Just This Moment

When I was a kid, the only time my mom would get mad at me was when I was “sassy.” I remember the word, but I don’t completely recall what I did to be called that. I think I talked back or argued or something equally bratty for an 7-year-old. If it happened when we were out somewhere, my mother would take me aside and quietly whisper, “We will talk about this when we get home.” Her saying this was a worse punishment than anything that might have followed back at our house. The torture was not what would happen when we got home—it was having to wait for it.
That was the first time I realized what impatience felt like. It’s that jittery sense that you can’t wait another second for whatever is going to happen. By the time I was a teenager, a lot of my life was spent in this state. No matter what was going to occur next, I felt that it couldn’t get here fast enough. Whether it was goals to achieve or an upcoming plan, everything in my being was focused on that—counting the minutes and days until the next thing. Even if it was something bad—like a talking-to from my mother—I just wanted it to happen, and I didn't want to wait.
My biggest job right now is to sit with my life as it is—to be on good, patient terms with myself as I am.
I didn’t realize it at the time, but all of the waiting for that next thing did nothing but keep my eye on some made up horizon. It trained me to believe that the good things are all out there, not right here. I learned to pride myself on the strength it took to wait for the good to come. In my mind, I was disciplining myself to endure the now in exchange for the future. It turns out that sounds a lot better than it really is—especially when I turned that same approach on myself. Instead of knowing or liking myself as I was all those years, I waited impatiently for the time I would be the person I always dreamed of being.

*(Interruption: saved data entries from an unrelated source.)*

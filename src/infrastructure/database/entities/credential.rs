//! Credential entity: one password digest per user

use chrono::{DateTime, Utc};
use sea_orm::entity::prelude::*;

#[derive(Clone, Debug, PartialEq, Eq, DeriveEntityModel)]
#[sea_orm(table_name = "credentials")]
pub struct Model {
    #[sea_orm(primary_key, auto_increment = false)]
    pub user_id: String,
    pub password_hash: String,
    pub updated_at: DateTime<Utc>,
}

#[derive(Copy, Clone, Debug, EnumIter, DeriveRelation)]
pub enum Relation {
    #[sea_orm(
        belongs_to = "super::user::Entity",
        from = "Column::UserId",
        to = "super::user::Column::UserId",
        on_delete = "Cascade"
    )]
    User,
}

impl Related<super::user::Entity> for Entity {
    fn to() -> RelationDef {
        Relation::User.def()
    }
}

impl ActiveModelBehavior for ActiveModel {}
//! Domain layer: entities, error taxonomy and repository interfaces.

pub mod checkpoint;
pub mod credential;
pub mod entry;
pub mod error;
pub mod repositories;
pub mod user;

pub use checkpoint::{Checkpoint, CheckpointRepository};
pub use credential::{CredentialRecord, CredentialRepository};
pub use entry::{Entry, EntryQuery, EntryRepository, EntryStatus, EntrySubmission, EntryType};
pub use error::{DomainError, DomainResult};
pub use repositories::RepositoryProvider;
pub use user::{User, UserRepository, UserRole};
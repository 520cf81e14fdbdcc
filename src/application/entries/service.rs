//! Entry review for supervisors and admins

use std::sync::Arc;

use chrono::Utc;
use tracing::info;

use super::export::{entries_to_csv, export_filename};
use crate::application::access::{visible_entries, Scope};
use crate::domain::{DomainResult, Entry, EntryQuery, RepositoryProvider, User};

/// A rendered CSV attachment
#[derive(Debug, Clone)]
pub struct CsvExport {
    pub filename: String,
    pub body: Vec<u8>,
    pub rows: usize,
}

pub struct EntryService {
    repos: Arc<dyn RepositoryProvider>,
}

impl EntryService {
    pub fn new(repos: Arc<dyn RepositoryProvider>) -> Self {
        Self { repos }
    }

    /// Role-filtered entries, optionally narrowed to one checkpoint.
    pub async fn list(&self, actor: &User, checkpoint_id: Option<String>) -> DomainResult<Vec<Entry>> {
        Scope::Review.require(actor)?;
        let query = EntryQuery {
            checkpoint_id: checkpoint_id.filter(|id| !id.is_empty()),
            ..EntryQuery::all()
        };
        let entries = self.repos.entries().list(&query).await?;
        Ok(visible_entries(entries, actor))
    }

    pub async fn export_csv(&self, actor: &User) -> DomainResult<CsvExport> {
        let entries = self.list(actor, None).await?;
        let body = entries_to_csv(&entries)?;

        info!(
            target: "audit",
            actor_id = %actor.user_id,
            rows = entries.len(),
            "Entries exported"
        );
        Ok(CsvExport {
            filename: export_filename(Utc::now()),
            body,
            rows: entries.len(),
        })
    }
}

#[cfg(test)]
mod tests {
    use serde_json::Map;

    use super::*;
    use crate::domain::{DomainError, EntryStatus, EntrySubmission, EntryType, UserRole};
    use crate::infrastructure::InMemoryStore;

    async fn seeded() -> (EntryService, User) {
        let store = Arc::new(InMemoryStore::new());
        let now = Utc::now();
        for (id, author, cp) in [
            ("e1", "op-east", "CP-EAST-MAIN"),
            ("e2", "op-west", "CP-WEST-GATE"),
            ("e3", "op-east", "CP-NORTH-01"),
        ] {
            let sub = EntrySubmission {
                record_id: id.into(),
                checkpoint_id: cp.into(),
                entry_type: EntryType::Personnel,
                logging_user_id: author.into(),
                client_timestamp: now,
                status: EntryStatus::Active,
                payload: Map::new(),
            };
            store
                .entries()
                .upsert(Entry::from_submission(sub, now, now))
                .await
                .unwrap();
        }

        let mut sup = User::new("sup", "sup", UserRole::Supervisor);
        sup.managed_operators.insert("op-east".into());
        (EntryService::new(store), sup)
    }

    #[tokio::test]
    async fn supervisor_list_is_filtered_and_narrowable() {
        let (service, sup) = seeded().await;
        assert_eq!(service.list(&sup, None).await.unwrap().len(), 2);

        let north = service.list(&sup, Some("CP-NORTH-01".into())).await.unwrap();
        assert_eq!(north.len(), 1);
        assert_eq!(north[0].record_id, "e3");
    }

    #[tokio::test]
    async fn export_counts_visible_rows_only() {
        let (service, sup) = seeded().await;
        let export = service.export_csv(&sup).await.unwrap();
        assert_eq!(export.rows, 2);
        assert!(export.filename.starts_with("gatekeeper_entries_"));
        assert_eq!(String::from_utf8(export.body).unwrap().lines().count(), 3);
    }

    #[tokio::test]
    async fn operators_cannot_review() {
        let (service, _) = seeded().await;
        let op = User::new("op-east", "op_east", UserRole::GateOperator);
        assert!(matches!(
            service.list(&op, None).await,
            Err(DomainError::Forbidden(_))
        ));
    }
}
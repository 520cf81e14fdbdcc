//! Create checkpoints table migration

use sea_orm_migration::prelude::*;

#[derive(DeriveMigrationName)]
pub struct Migration;

#[async_trait::async_trait]
impl MigrationTrait for Migration {
    async fn up(&self, manager: &SchemaManager) -> Result<(), DbErr> {
        manager
            .create_table(
                Table::create()
                    .table(Checkpoints::Table)
                    .if_not_exists()
                    .col(
                        ColumnDef::new(Checkpoints::CheckpointId)
                            .string()
                            .not_null()
                            .primary_key(),
                    )
                    .col(ColumnDef::new(Checkpoints::Name).string_len(255).not_null())
                    .col(
                        ColumnDef::new(Checkpoints::Location)
                            .string_len(255)
                            .not_null(),
                    )
                    .to_owned(),
            )
            .await
    }

    async fn down(&self, manager: &SchemaManager) -> Result<(), DbErr> {
        manager
            .drop_table(Table::drop().table(Checkpoints::Table).to_owned())
            .await
    }
}

#[derive(Iden)]
pub enum Checkpoints {
    Table,
    CheckpointId,
    Name,
    Location,
}
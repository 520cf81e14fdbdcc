//! Application layer: use cases over the domain repositories

pub mod access;
pub mod checkpoints;
pub mod entries;
pub mod identity;
pub mod seed;
pub mod sync;

pub use checkpoints::{CheckpointChanges, CheckpointService};
pub use entries::{CsvExport, EntryService};
pub use identity::{AccessGrant, LoginResult, NewUser, UserChanges, UserService};
pub use sync::{PushOutcome, SyncService};
//! Cryptographic primitives: password digests and signed tokens.

pub mod jwt;
pub mod password;

pub use jwt::{Claims, JwtConfig, TokenError, TokenKind, TokenService};
pub use password::{validate_password_strength, PasswordError, PasswordHasher};
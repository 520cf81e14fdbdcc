//! SeaORM implementation of CheckpointRepository

use async_trait::async_trait;
use sea_orm::{ActiveModelTrait, DatabaseConnection, EntityTrait, QueryOrder, Set};

use super::{db_err, db_err_or_conflict};
use crate::domain::{Checkpoint, CheckpointRepository, DomainError, DomainResult};
use crate::infrastructure::database::entities::checkpoint;

pub struct SeaOrmCheckpointRepository {
    db: DatabaseConnection,
}

impl SeaOrmCheckpointRepository {
    pub fn new(db: DatabaseConnection) -> Self {
        Self { db }
    }
}

fn model_to_domain(model: checkpoint::Model) -> Checkpoint {
    Checkpoint {
        checkpoint_id: model.checkpoint_id,
        name: model.name,
        location: model.location,
    }
}

fn to_active_model(cp: &Checkpoint) -> checkpoint::ActiveModel {
    checkpoint::ActiveModel {
        checkpoint_id: Set(cp.checkpoint_id.clone()),
        name: Set(cp.name.clone()),
        location: Set(cp.location.clone()),
    }
}

#[async_trait]
impl CheckpointRepository for SeaOrmCheckpointRepository {
    async fn insert(&self, cp: Checkpoint) -> DomainResult<()> {
        let conflict = format!("Checkpoint '{}' already exists", cp.checkpoint_id);
        if self.find_by_id(&cp.checkpoint_id).await?.is_some() {
            return Err(DomainError::Conflict(conflict));
        }

        to_active_model(&cp)
            .insert(&self.db)
            .await
            .map_err(|e| db_err_or_conflict(e, &conflict))?;
        Ok(())
    }

    async fn find_by_id(&self, checkpoint_id: &str) -> DomainResult<Option<Checkpoint>> {
        let model = checkpoint::Entity::find_by_id(checkpoint_id)
            .one(&self.db)
            .await
            .map_err(db_err)?;
        Ok(model.map(model_to_domain))
    }

    async fn list(&self) -> DomainResult<Vec<Checkpoint>> {
        let models = checkpoint::Entity::find()
            .order_by_asc(checkpoint::Column::CheckpointId)
            .all(&self.db)
            .await
            .map_err(db_err)?;
        Ok(models.into_iter().map(model_to_domain).collect())
    }

    async fn update(&self, cp: &Checkpoint) -> DomainResult<()> {
        if self.find_by_id(&cp.checkpoint_id).await?.is_none() {
            return Err(DomainError::not_found(
                "Checkpoint",
                "checkpoint_id",
                &cp.checkpoint_id,
            ));
        }

        to_active_model(cp).update(&self.db).await.map_err(db_err)?;
        Ok(())
    }
}
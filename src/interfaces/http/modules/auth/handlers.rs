//! Authentication API handlers

use std::sync::Arc;

use axum::{extract::State, Json};

use super::dto::{LoginRequest, LoginResponse, RefreshRequest, RefreshResponse};
use crate::application::UserService;
use crate::interfaces::http::common::{ApiResult, ErrorResponse, ValidatedJson};

/// Auth state
#[derive(Clone)]
pub struct AuthHandlerState {
    pub users: Arc<UserService>,
}

#[utoipa::path(
    post,
    path = "/api/v1/auth/login",
    tag = "Authentication",
    request_body = LoginRequest,
    responses(
        (status = 200, description = "Successful login", body = LoginResponse),
        (status = 400, description = "Missing username or password", body = ErrorResponse),
        (status = 401, description = "Invalid credentials", body = ErrorResponse)
    )
)]
pub async fn login(
    State(state): State<AuthHandlerState>,
    ValidatedJson(request): ValidatedJson<LoginRequest>,
) -> ApiResult<Json<LoginResponse>> {
    let result = state
        .users
        .login(&request.username, &request.password)
        .await?;
    Ok(Json(LoginResponse::from(result)))
}

#[utoipa::path(
    post,
    path = "/api/v1/auth/refresh",
    tag = "Authentication",
    request_body = RefreshRequest,
    responses(
        (status = 200, description = "New access token", body = RefreshResponse),
        (status = 401, description = "Invalid or expired refresh token", body = ErrorResponse)
    )
)]
pub async fn refresh(
    State(state): State<AuthHandlerState>,
    ValidatedJson(request): ValidatedJson<RefreshRequest>,
) -> ApiResult<Json<RefreshResponse>> {
    let grant = state.users.refresh(&request.refresh_token).await?;
    Ok(Json(RefreshResponse::from(grant)))
}
//! Authentication DTOs

use serde::{Deserialize, Serialize};
use utoipa::ToSchema;
use validator::Validate;

use crate::application::{AccessGrant, LoginResult};
use crate::interfaces::http::modules::users::UserDto;

#[derive(Debug, Deserialize, Validate, ToSchema)]
pub struct LoginRequest {
    #[validate(length(min = 1, max = 50, message = "Username and password are required"))]
    pub username: String,
    #[validate(length(min = 1, message = "Username and password are required"))]
    pub password: String,
}

#[derive(Debug, Serialize, ToSchema)]
pub struct LoginResponse {
    pub access_token: String,
    pub refresh_token: String,
    pub token_type: String,
    /// Access token lifetime in seconds
    pub expires_in: i64,
    pub user: UserDto,
}

impl From<LoginResult> for LoginResponse {
    fn from(r: LoginResult) -> Self {
        Self {
            access_token: r.access_token,
            refresh_token: r.refresh_token,
            token_type: r.token_type.to_string(),
            expires_in: r.expires_in,
            user: UserDto::from(r.user),
        }
    }
}

#[derive(Debug, Deserialize, Validate, ToSchema)]
pub struct RefreshRequest {
    #[validate(length(min = 1, message = "Refresh token is required"))]
    pub refresh_token: String,
}

#[derive(Debug, Serialize, ToSchema)]
pub struct RefreshResponse {
    pub access_token: String,
    pub token_type: String,
    pub expires_in: i64,
}

impl From<AccessGrant> for RefreshResponse {
    fn from(g: AccessGrant) -> Self {
        Self {
            access_token: g.access_token,
            token_type: g.token_type.to_string(),
            expires_in: g.expires_in,
        }
    }
}
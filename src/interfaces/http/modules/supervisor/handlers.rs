//! Supervisor review handlers: entry listing, CSV export, password reset

use std::sync::Arc;

use axum::{
    extract::{Query, State},
    http::header,
    response::{IntoResponse, Response},
    Extension, Json,
};

use super::dto::{EntryFilterParams, ResetPasswordRequest};
use crate::application::{EntryService, UserService};
use crate::interfaces::http::common::{ApiResult, ErrorResponse, MessageResponse, ValidatedJson};
use crate::interfaces::http::middleware::CurrentUser;
use crate::interfaces::http::modules::sync::EntryListResponse;

#[derive(Clone)]
pub struct SupervisorHandlerState {
    pub entries: Arc<EntryService>,
    pub users: Arc<UserService>,
}

#[utoipa::path(
    get,
    path = "/api/v1/supervisor/entries",
    tag = "Supervisor",
    security(("bearer_auth" = [])),
    params(EntryFilterParams),
    responses(
        (status = 200, description = "Entries visible to the caller", body = EntryListResponse),
        (status = 403, description = "Supervisor or admin access required", body = ErrorResponse)
    )
)]
pub async fn list_entries(
    State(state): State<SupervisorHandlerState>,
    Extension(CurrentUser(actor)): Extension<CurrentUser>,
    Query(params): Query<EntryFilterParams>,
) -> ApiResult<Json<EntryListResponse>> {
    let entries = state.entries.list(&actor, params.checkpoint_id).await?;
    Ok(Json(EntryListResponse::from(entries)))
}

#[utoipa::path(
    get,
    path = "/api/v1/supervisor/export",
    tag = "Supervisor",
    security(("bearer_auth" = [])),
    responses(
        (status = 200, description = "CSV attachment", content_type = "text/csv", body = String),
        (status = 403, description = "Supervisor or admin access required", body = ErrorResponse)
    )
)]
pub async fn export_entries(
    State(state): State<SupervisorHandlerState>,
    Extension(CurrentUser(actor)): Extension<CurrentUser>,
) -> ApiResult<Response> {
    let export = state.entries.export_csv(&actor).await?;
    let disposition = format!("attachment; filename=\"{}\"", export.filename);

    Ok((
        [
            (header::CONTENT_TYPE, "text/csv; charset=utf-8".to_string()),
            (header::CONTENT_DISPOSITION, disposition),
        ],
        export.body,
    )
        .into_response())
}

#[utoipa::path(
    post,
    path = "/api/v1/supervisor/reset-password",
    tag = "Supervisor",
    security(("bearer_auth" = [])),
    request_body = ResetPasswordRequest,
    responses(
        (status = 200, description = "Password replaced", body = MessageResponse),
        (status = 400, description = "Weak password", body = ErrorResponse),
        (status = 403, description = "Operator not managed by caller", body = ErrorResponse),
        (status = 404, description = "User not found", body = ErrorResponse)
    )
)]
pub async fn reset_password(
    State(state): State<SupervisorHandlerState>,
    Extension(CurrentUser(actor)): Extension<CurrentUser>,
    ValidatedJson(request): ValidatedJson<ResetPasswordRequest>,
) -> ApiResult<Json<MessageResponse>> {
    state
        .users
        .reset_password(&actor, &request.user_id, &request.new_password)
        .await?;
    Ok(Json(MessageResponse::new("Password reset successfully")))
}
//! Credential records
//!
//! Password digests live in their own partition and never leave the
//! authentication and reset flows.

use async_trait::async_trait;
use chrono::{DateTime, Utc};

use crate::domain::DomainResult;

#[derive(Debug, Clone, PartialEq, Eq)]
pub struct CredentialRecord {
    pub user_id: String,
    pub password_hash: String,
    pub updated_at: DateTime<Utc>,
}

#[async_trait]
pub trait CredentialRepository: Send + Sync {
    /// Inserts or replaces the digest for `user_id`.
    async fn store(&self, user_id: &str, password_hash: &str) -> DomainResult<()>;
    async fn find(&self, user_id: &str) -> DomainResult<Option<CredentialRecord>>;
    async fn delete(&self, user_id: &str) -> DomainResult<()>;
}
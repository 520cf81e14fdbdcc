//! Access Control Engine
//!
//! `policy` holds the pure read/write/management decisions; `supervision`
//! keeps the operator to supervisor edge valid across user mutations.

pub mod policy;
pub mod supervision;

pub use policy::{
    authorize_password_reset, authorize_push, authorize_user_deletion, can_view,
    visible_entries, PushRejection, Scope,
};
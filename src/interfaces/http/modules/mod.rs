//! Feature modules: one directory per resource, DTOs next to handlers

pub mod auth;
pub mod checkpoints;
pub mod health;
pub mod metrics;
pub mod rate_limit;
pub mod request_id;
pub mod supervisor;
pub mod sync;
pub mod users;
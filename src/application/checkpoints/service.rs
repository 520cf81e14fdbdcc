//! Checkpoint administration

use std::sync::Arc;

use tracing::info;

use crate::application::access::Scope;
use crate::domain::{Checkpoint, DomainError, DomainResult, RepositoryProvider, User};

/// Administrative edit. `None` leaves a field unchanged.
#[derive(Debug, Clone, Default)]
pub struct CheckpointChanges {
    pub name: Option<String>,
    pub location: Option<String>,
}

pub struct CheckpointService {
    repos: Arc<dyn RepositoryProvider>,
}

impl CheckpointService {
    pub fn new(repos: Arc<dyn RepositoryProvider>) -> Self {
        Self { repos }
    }

    pub async fn list(&self, actor: &User) -> DomainResult<Vec<Checkpoint>> {
        Scope::Administration.require(actor)?;
        self.repos.checkpoints().list().await
    }

    pub async fn create(&self, actor: &User, checkpoint: Checkpoint) -> DomainResult<Checkpoint> {
        Scope::Administration.require(actor)?;

        let checkpoint = Checkpoint::new(
            checkpoint.checkpoint_id.trim(),
            checkpoint.name.trim(),
            checkpoint.location.trim(),
        );
        if checkpoint.checkpoint_id.is_empty() || checkpoint.name.is_empty() {
            return Err(DomainError::Validation(
                "Checkpoint ID and name are required".into(),
            ));
        }

        self.repos.checkpoints().insert(checkpoint.clone()).await?;
        info!(
            target: "audit",
            actor_id = %actor.user_id,
            checkpoint_id = %checkpoint.checkpoint_id,
            "Checkpoint created"
        );
        Ok(checkpoint)
    }

    pub async fn update(
        &self,
        actor: &User,
        checkpoint_id: &str,
        changes: CheckpointChanges,
    ) -> DomainResult<Checkpoint> {
        Scope::Administration.require(actor)?;

        let mut checkpoint = self
            .repos
            .checkpoints()
            .find_by_id(checkpoint_id)
            .await?
            .ok_or_else(|| DomainError::not_found("Checkpoint", "checkpoint_id", checkpoint_id))?;

        if let Some(name) = changes.name {
            let name = name.trim();
            if name.is_empty() {
                return Err(DomainError::Validation("Checkpoint name cannot be empty".into()));
            }
            checkpoint.name = name.to_string();
        }
        if let Some(location) = changes.location {
            checkpoint.location = location.trim().to_string();
        }

        self.repos.checkpoints().update(&checkpoint).await?;
        info!(
            target: "audit",
            actor_id = %actor.user_id,
            checkpoint_id,
            "Checkpoint updated"
        );
        Ok(checkpoint)
    }
}

#[cfg(test)]
mod tests {
    use super::*;
    use crate::domain::UserRole;
    use crate::infrastructure::InMemoryStore;

    fn service() -> CheckpointService {
        CheckpointService::new(Arc::new(InMemoryStore::new()))
    }

    #[tokio::test]
    async fn admin_creates_and_edits_checkpoints() {
        let service = service();
        let admin = User::new("admin", "admin", UserRole::Admin);

        service
            .create(&admin, Checkpoint::new("CP-1", " Gate One ", "Sector 1"))
            .await
            .unwrap();
        let updated = service
            .update(
                &admin,
                "CP-1",
                CheckpointChanges {
                    location: Some("Sector 9".into()),
                    ..CheckpointChanges::default()
                },
            )
            .await
            .unwrap();

        assert_eq!(updated, Checkpoint::new("CP-1", "Gate One", "Sector 9"));
        assert_eq!(service.list(&admin).await.unwrap(), vec![updated]);
    }

    #[tokio::test]
    async fn duplicate_id_conflicts() {
        let service = service();
        let admin = User::new("admin", "admin", UserRole::Admin);
        let cp = Checkpoint::new("CP-1", "Gate", "Sector 1");

        service.create(&admin, cp.clone()).await.unwrap();
        assert!(matches!(
            service.create(&admin, cp).await,
            Err(DomainError::Conflict(_))
        ));
    }

    #[tokio::test]
    async fn non_admins_are_forbidden() {
        let service = service();
        let sup = User::new("sup", "sup", UserRole::Supervisor);
        assert!(matches!(
            service.create(&sup, Checkpoint::new("CP-1", "Gate", "")).await,
            Err(DomainError::Forbidden(_))
        ));
        assert!(matches!(
            service.update(&sup, "CP-1", CheckpointChanges::default()).await,
            Err(DomainError::Forbidden(_))
        ));
    }

    #[tokio::test]
    async fn unknown_checkpoint_is_not_found() {
        let service = service();
        let admin = User::new("admin", "admin", UserRole::Admin);
        assert!(matches!(
            service.update(&admin, "CP-404", CheckpointChanges::default()).await,
            Err(DomainError::NotFound { .. })
        ));
    }
}
//! SeaORM implementation of CredentialRepository

use async_trait::async_trait;
use chrono::Utc;
use sea_orm::sea_query::OnConflict;
use sea_orm::{DatabaseConnection, EntityTrait, Set};

use super::db_err;
use crate::domain::{CredentialRecord, CredentialRepository, DomainResult};
use crate::infrastructure::database::entities::credential;

pub struct SeaOrmCredentialRepository {
    db: DatabaseConnection,
}

impl SeaOrmCredentialRepository {
    pub fn new(db: DatabaseConnection) -> Self {
        Self { db }
    }
}

#[async_trait]
impl CredentialRepository for SeaOrmCredentialRepository {
    async fn store(&self, user_id: &str, password_hash: &str) -> DomainResult<()> {
        let model = credential::ActiveModel {
            user_id: Set(user_id.to_string()),
            password_hash: Set(password_hash.to_string()),
            updated_at: Set(Utc::now()),
        };

        credential::Entity::insert(model)
            .on_conflict(
                OnConflict::column(credential::Column::UserId)
                    .update_columns([credential::Column::PasswordHash, credential::Column::UpdatedAt])
                    .to_owned(),
            )
            .exec_without_returning(&self.db)
            .await
            .map_err(db_err)?;
        Ok(())
    }

    async fn find(&self, user_id: &str) -> DomainResult<Option<CredentialRecord>> {
        let model = credential::Entity::find_by_id(user_id)
            .one(&self.db)
            .await
            .map_err(db_err)?;

        Ok(model.map(|m| CredentialRecord {
            user_id: m.user_id,
            password_hash: m.password_hash,
            updated_at: m.updated_at,
        }))
    }

    async fn delete(&self, user_id: &str) -> DomainResult<()> {
        credential::Entity::delete_by_id(user_id)
            .exec(&self.db)
            .await
            .map_err(db_err)?;
        Ok(())
    }
}
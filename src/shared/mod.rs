//! Cross-cutting utilities

pub mod shutdown;

pub use shutdown::{listen_for_shutdown_signals, ShutdownCoordinator, ShutdownSignal};
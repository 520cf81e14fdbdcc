//! HTTP request metrics middleware

use axum::{body::Body, extract::MatchedPath, http::Request, middleware::Next, response::Response};
use std::time::Instant;

/// Label used for requests that matched no route, so random paths
/// cannot blow up label cardinality.
const UNMATCHED_PATH: &str = "unmatched";

/// Records `http_requests_total{method, path, status}` and
/// `http_request_duration_seconds{method, path}`, where `path` is the
/// route template (`/api/v1/admin/users/{user_id}`), not the raw URI.
pub async fn http_metrics_middleware(request: Request<Body>, next: Next) -> Response {
    let method = request.method().to_string();
    let path = request
        .extensions()
        .get::<MatchedPath>()
        .map(|mp| mp.as_str().to_string())
        .unwrap_or_else(|| UNMATCHED_PATH.to_string());

    let start = Instant::now();
    let response = next.run(request).await;
    let elapsed = start.elapsed().as_secs_f64();

    let status = response.status().as_u16().to_string();
    metrics::counter!("http_requests_total", "method" => method.clone(), "path" => path.clone(), "status" => status)
        .increment(1);
    metrics::histogram!("http_request_duration_seconds", "method" => method, "path" => path)
        .record(elapsed);

    response
}
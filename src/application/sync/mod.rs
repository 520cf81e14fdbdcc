pub mod service;

pub use service::{PushOutcome, SyncService};
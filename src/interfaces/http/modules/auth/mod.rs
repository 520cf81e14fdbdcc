//! Authentication module: login and token refresh

pub mod dto;
pub mod handlers;

pub use dto::*;
pub use handlers::*;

Now, at this end of my life, I no longer want to race through the hard parts or the boring parts to get to the fun, or good, or beautiful, or successful. More than anything, I want to slow it all down and appreciate who I am now and the turn of the light in every hour of the day. But even wanting it doesn’t mean I have the skills. After so many years of looking at my watch and wishing for time to fly by until we get to the good part, slowing down and waiting feels unfamiliar.
I’ve also spent many regrettable hours being impatient with other people—not wanting to slog through the doldrums of their lives anymore than I want to do it in mine. I’m realizing now that, in so many areas of my life, impatience has really been an unwillingness to sit in the unknown, the boring, the sad, the scary, the mediocre. But I’m also aware that this is most of life. So I’m practicing this presence for the first time ever. When my desk at work is covered with papers and I’m behind on a project, all I can think of is how much I want this moment to pass. But, I'm also discovering that if I just slow down, take a deep breath, and simply sort through one pile of papers, I’m back in the moment. The discomfort is not nearly as grim as I’d thought it would be.
My biggest job right now is to sit with my life as it is—to be on good, patient terms with myself as I am. As I practice, I realize that it can change the tone of a whole day. I slow down enough to hear someone laugh, to see the sun touch those trees on my road to work. I’m not thinking about what’s around the bend then, but I need a constant reminder to stay here, in this moment. Don’t spend it wondering when the next one will come, I think to myself. Just be in it. Watch the dog run across the yard, the squirrel on the fence. This is my life, right now. Cherish it. Just this moment.